Enneagram: 3w2 so/sp
Charles’ main drive is how he comes off to others; even as a child, when his father lost everything and he had to work in a boot blacking factory, he insisted on telling the other children that “my father is a gentlemen,” to establish his identity as something other than a penniless waif. He works hard to maintain appearances – buying a house for his family in the country (where he can hide his father away, out of shame for his behavior), buying a large London house, purchasing all the expensive adornments for it, and not liking it when Thackery brings up his bad reviews for his last several novels. He does not like to look bad or deal directly with money, so he has his agent do it for him. His entire focus on his “little Christmas book” is heavily based on appearance; he wants it “just so” and insists on having only the best illustrations.
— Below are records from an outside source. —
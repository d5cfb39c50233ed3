//! Foundation types for tessera.
//!
//! Every other tessera crate depends on `tessera-types`. It owns the
//! content identifier and nothing else; how identifiers are grouped, typed
//! and ordered is left to the crates built on top.
//!
//! # Key Types
//!
//! - [`Id`] -- fixed-length content identifier (BLAKE3 hash)
//! - [`TypeError`] -- failures parsing identifiers from text

pub mod error;
pub mod id;

pub use error::{TypeError, TypeResult};
pub use id::{Id, ID_LEN, SHORT_ID_LEN};
use std::ops::Deref;

use serde::{Deserialize, Serialize};
use tessera_types::Id;

use crate::handle::BlobHandle;
use crate::kind::BlobKind;

/// One blob occurrence: part of a file, or a tree.
///
/// Field names follow the index record shape (`id`, `type`, `offset`,
/// `length`). `offset` is interpreted by whatever container holds the blob.
#[derive(Clone, Copy, Debug, PartialEq, Eq, Hash, Serialize, Deserialize)]
pub struct Blob {
    pub id: Id,
    #[serde(rename = "type")]
    pub kind: BlobKind,
    pub offset: u64,
    /// Plaintext length in bytes.
    pub length: u64,
}

impl Blob {
    /// Describe a blob of `length` plaintext bytes stored at `offset`.
    ///
    /// Arguments follow the record's logical order: kind, length, id, offset.
    pub fn new(kind: BlobKind, length: u64, id: Id, offset: u64) -> Self {
        Self {
            id,
            kind,
            offset,
            length,
        }
    }

    /// Storage-independent identity of this blob.
    pub fn handle(&self) -> BlobHandle {
        BlobHandle::new(self.id, self.kind)
    }
}

/// A blob stored within a pack.
#[derive(Clone, Copy, Debug, PartialEq, Eq, Hash)]
pub struct PackedBlob {
    pub blob: Blob,
    /// The pack holding the blob. Opaque to this crate.
    pub pack_id: Id,
}

impl PackedBlob {
    pub fn new(blob: Blob, pack_id: Id) -> Self {
        Self { blob, pack_id }
    }

    pub fn handle(&self) -> BlobHandle {
        self.blob.handle()
    }
}

impl Deref for PackedBlob {
    type Target = Blob;

    fn deref(&self) -> &Blob {
        &self.blob
    }
}

#[cfg(test)]
mod tests {
    use super::*;

    #[test]
    fn handle_carries_id_and_kind() {
        let id = Id::hash(b"chunk");
        let blob = Blob::new(BlobKind::Data, 4096, id, 128);
        assert_eq!(blob.handle(), BlobHandle::new(id, BlobKind::Data));
    }

    #[test]
    fn new_places_length_before_id_and_offset_after() {
        let id = Id::hash(b"sized");
        let blob = Blob::new(BlobKind::Data, 4096, id, 128);
        assert_eq!(blob.length, 4096);
        assert_eq!(blob.offset, 128);
        assert_eq!(blob.id, id);
        assert_eq!(
            blob,
            Blob {
                id,
                kind: BlobKind::Data,
                offset: 128,
                length: 4096,
            }
        );
    }

    #[test]
    fn packed_blob_reads_through_to_blob() {
        let id = Id::hash(b"tree");
        let pack_id = Id::hash(b"pack");
        let packed = PackedBlob::new(Blob::new(BlobKind::Tree, 34, id, 12), pack_id);

        assert_eq!(packed.id, id);
        assert_eq!(packed.kind, BlobKind::Tree);
        assert_eq!(packed.offset, 12);
        assert_eq!(packed.length, 34);
        assert_eq!(packed.pack_id, pack_id);
        assert_eq!(packed.handle(), BlobHandle::new(id, BlobKind::Tree));
    }

    #[test]
    fn same_blob_in_different_packs_shares_a_handle() {
        let blob = Blob::new(BlobKind::Data, 10, Id::hash(b"dup"), 0);
        let a = PackedBlob::new(blob, Id::hash(b"pack-a"));
        let b = PackedBlob::new(blob, Id::hash(b"pack-b"));
        assert_ne!(a, b);
        assert_eq!(a.handle(), b.handle());
    }

    #[test]
    fn serde_uses_index_field_names() {
        let blob = Blob::new(BlobKind::Data, 6, Id::null(), 5);
        let value = serde_json::to_value(blob).unwrap();
        assert_eq!(value["type"], "data");
        assert_eq!(value["offset"], 5);
        assert_eq!(value["length"], 6);
        assert_eq!(value["id"], Id::null().to_hex());

        let json = serde_json::to_string(&blob).unwrap();
        let parsed: Blob = serde_json::from_str(&json).unwrap();
        assert_eq!(parsed, blob);
    }

    #[test]
    fn serde_rejects_invalid_kind() {
        let blob = Blob::new(BlobKind::Invalid, 0, Id::null(), 0);
        assert!(serde_json::to_string(&blob).is_err());

        let json = format!(
            r#"{{"id":"{}","type":"bogus","offset":0,"length":0}}"#,
            Id::null()
        );
        assert!(serde_json::from_str::<Blob>(&json).is_err());
    }
}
Much of his conflict with his father is over his resentment of how humiliated he was as a child to have a father in debtor’s prison. He favors generous, good-hearted people in many of his stories, and strives to be generous in his own life; his anger toward Mr. Scrooge is partly because he is a miser who enriches the life of no one else. Charles seeks to do good where he can, is a philanthropist, and believes the best thing in life is to do good for a stranger.